Apriamo la prima discussione della Fondazione FdL in cui con la scusa del gioco di POL si potranno discutere argomenti di politica reale.
Religione, Patria, Famiglia e Autogestione dei Mezzi di Produzione.


la prima domanda inevitabilmente è:
è ancora possibile perseguire un piano che porti all'indipendenza economica dell'Italia?
Onestamente fino a quando circa il 70% del fabbisogno di energia sarà prodotto da centrali termoelettriche e quasi il 15% direttamente importato la vedo molto dura. Credo che la soluzione potrebbe essere la produzione di energia in centrali nucleari, purtroppo paghiamo caro l'esito del referendum del 1987 e ancora oggi il nucleare civile è considerato un tabù nella nostra nazione.

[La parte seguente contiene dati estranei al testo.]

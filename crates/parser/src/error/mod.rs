//! Diagnostics and frontend errors.
//!
//! Semantic problems are *diagnostics*: they accumulate on the program while
//! a pass runs, and the pipeline aborts between passes when any exist. Parse
//! failures and internal invariant violations are hard errors.

mod diagnostic;
mod formatter;

pub use diagnostic::{Diagnostic, DiagnosticList};
pub use formatter::render_diagnostic;

use thiserror::Error;

#[derive(Debug, Error)]
pub enum FrontError {
    #[error("{}: {}", .0.pos, .0.message)]
    Parse(Diagnostic),

    #[error("compilation failed with {} error(s)", .0.len())]
    Semantic(DiagnosticList),

    #[error("internal compiler error: {0}")]
    Internal(String),
}

pub type FrontResult<T> = Result<T, FrontError>;
//! Closure conversion.
//!
//! Distributes the unnested tree into the abstraction arena: every inline
//! procedure expression is replaced by a `CreateAbstraction` node and its
//! body becomes the body of its abstraction. Free variables are collected
//! bottom-up in first-reference order into the abstraction's global list,
//! and the captured-variable expressions left at the creation site make the
//! parent capture transitively when the variable is not its own.

use crate::ast::walk::{walk_expr, walk_stmt};
use crate::ast::*;
use crate::symtab::{AbsId, Program};

use super::Pass;

pub struct Flattener;

impl Pass for Flattener {
    fn name(&self) -> &'static str {
        "flattener"
    }

    fn run(&mut self, program: &mut Program) {
        if let Some(code) = program.raw_code.take() {
            let top_level = program.top_level;
            let mut rewriter = Rewriter { program: &mut *program };
            let body = rewriter.transform_stmt(code);
            collect_globals(program, top_level, &body);
            program.abstraction_mut(top_level).body = Some(body);
        }
    }
}

struct Rewriter<'p> {
    program: &'p mut Program,
}

impl Transformer for Rewriter<'_> {
    fn transform_stmt(&mut self, stmt: Statement) -> Statement {
        walk_stmt(self, stmt)
    }

    fn transform_expr(&mut self, expr: Expression) -> Expression {
        match expr {
            Expression::Proc(e) => {
                let pos = e.pos;
                let abs = match e.abs {
                    Some(abs) => abs,
                    None => {
                        self.program
                            .report("internal: procedure was not placed", pos.clone());
                        return Expression::Constant(ConstantExpr {
                            value: OzValue::Unit,
                            pos,
                        });
                    }
                };
                // Grandchildren first, so the child's captured lists are
                // complete before its globals are collected.
                let body = self.transform_stmt(*e.body);
                collect_globals(self.program, abs, &body);
                self.program.abstraction_mut(abs).body = Some(body);

                let captured = self
                    .program
                    .abstraction(abs)
                    .globals
                    .iter()
                    .map(|&symbol| build::var(symbol, pos.clone()))
                    .collect();
                Expression::CreateAbstraction(CreateAbstractionExpr {
                    abs,
                    captured,
                    pos,
                })
            }
            other => walk_expr(self, other),
        }
    }
}

/// Record every variable owned by another abstraction as a global of
/// `abs`, preserving first-reference order.
fn collect_globals(program: &mut Program, abs: AbsId, body: &Statement) {
    let mut collector = Collector { program, abs };
    collector.stmt(body);
}

struct Collector<'p> {
    program: &'p mut Program,
    abs: AbsId,
}

impl Collector<'_> {
    fn note(&mut self, symbol: crate::symtab::SymbolId) {
        let info = self.program.symbol(symbol);
        if !info.is_variable() {
            return;
        }
        if info.owner != Some(self.abs) {
            self.program.abstraction_mut(self.abs).add_global(symbol);
            self.program.symbols.mark_captured(symbol);
        }
    }

    fn stmt(&mut self, stmt: &Statement) {
        match stmt {
            Statement::Compound(s) => {
                for child in &s.statements {
                    self.stmt(child);
                }
            }
            Statement::Local(s) => self.stmt(&s.body),
            Statement::Bind(s) => {
                self.expr(&s.left);
                self.expr(&s.right);
            }
            Statement::Call(s) => {
                self.expr(&s.callee);
                for arg in &s.args {
                    self.expr(arg);
                }
            }
            Statement::If(s) => {
                self.expr(&s.condition);
                self.stmt(&s.then_body);
                self.stmt(&s.else_body);
            }
            Statement::Try(s) => {
                self.stmt(&s.body);
                self.expr(&s.catch_var);
                self.stmt(&s.catch_body);
            }
            Statement::Raise(s) => self.expr(&s.value),
            Statement::Skip(_) => {}
            Statement::RawLocal(_)
            | Statement::Match(_)
            | Statement::For(_)
            | Statement::Thread(_) => {
                self.program.report(
                    "internal: unexpected statement shape after unnesting",
                    stmt.pos().clone(),
                );
            }
        }
    }

    fn expr(&mut self, expr: &Expression) {
        match expr {
            Expression::Variable(e) => self.note(e.symbol),
            Expression::Constant(_) => {}
            Expression::Record(e) => {
                self.expr(&e.label);
                for field in &e.fields {
                    if let Some(feature) = &field.feature {
                        self.expr(feature);
                    }
                    self.expr(&field.value);
                }
            }
            // The captured list references the variables in this
            // abstraction; the child body was already collected.
            Expression::CreateAbstraction(e) => {
                for captured in &e.captured {
                    self.expr(captured);
                }
            }
            other => {
                self.program.report(
                    "internal: unexpected expression shape after unnesting",
                    other.pos().clone(),
                );
            }
        }
    }
}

appunto. e considerando che uno dei punti di maggiore delusione dell'ultimo governo Berlusconi fu la resa senza condizioni ai referenda del 2011, quando uno dei punti qualificanti del programma del 2008 era proprio quello di rompere finalmente il tabù nuclearista in Italia....si dovrebbe avere il coraggio finalmente di riprendere in mano quella bandiera.
e stavolta senza tentennamenti.
Vero una chiara e netta presa di posizione per il Si al Nucleare sarebbe auspicabile e dovrebbe essere il fulcro di una politica che miri all'indipendenza energetica.


Ricordo che nel 2011 gli oppositori al nucleare deliravano di nuove tecnologie che lo avrebbero reso obsoleto prima ancora che si finisse di costruire le centrali.
A quasi 5 anni di distanza voi avete visto qualche traccia di queste nuove tecnologie ?
Religione, Patria, Famiglia e Autogestione dei Mezzi di Produzione.
Una prima proposta di FdL potrebbe essere sul nucleare


Oltre al nucleare: sono l'unico a non poterne più di dover avere a che fare ogni giorno con dei galoppini che cercano di vendermi contratti per la corrente e a rimpiangere quando c'era un solo ente e una bolletta uguale per tutti ?
A me piacerebbe tanto tornare a un solo distributore pubblico e liberalizzare invece la produzione col sistema del contatore a due direzioni, che registra quanto consumi, ma anche quanto immetti nella rete.
Religione, Patria, Famiglia e Autogestione dei Mezzi di Produzione.


Sicuramente il produttore unico è una buona soluzione, ma per renderlo veramente qualificante dovrebbe essere reso un semplice "supporto" alla produzione, senza velleità di profitto. Pur obbligandolo a mantenere almeno il pareggio di bilancio, questo aiuterebbe a comprimere al massimo i costi soprattutto per la produzione.
«Non ti fidar di me se il cuor ti manca».
Identità; Comunità; Partecipazione.


Infatti nel passato l'ENEL aveva aggirato il pareggio di bilancio dicendo di dover investire capitali in ricerca.
Sappiamo che stato e ricerca tecnologica non vanno particolarmente d'accordo.
Se l'ente nazionale fosse solo un distributore e la ricerca fosse lasciata ai produttori privati diventerebbe più agevole imporgli il pareggio.
Si potrebbe chiedere in che maniera questo ente stabilirebbe i prezzi a cui comprare l'energia dai produttori, la risposta è che il prezzo dovrebbe essere basato su quel che spendiamo ogni notte per acquistare energia dalla Francia. Diciamo allora che l'ente nazionale dovrebbe pagare i produttori nazionali qualche centesimo in meno di quel che dovremmo dare ai Francesi.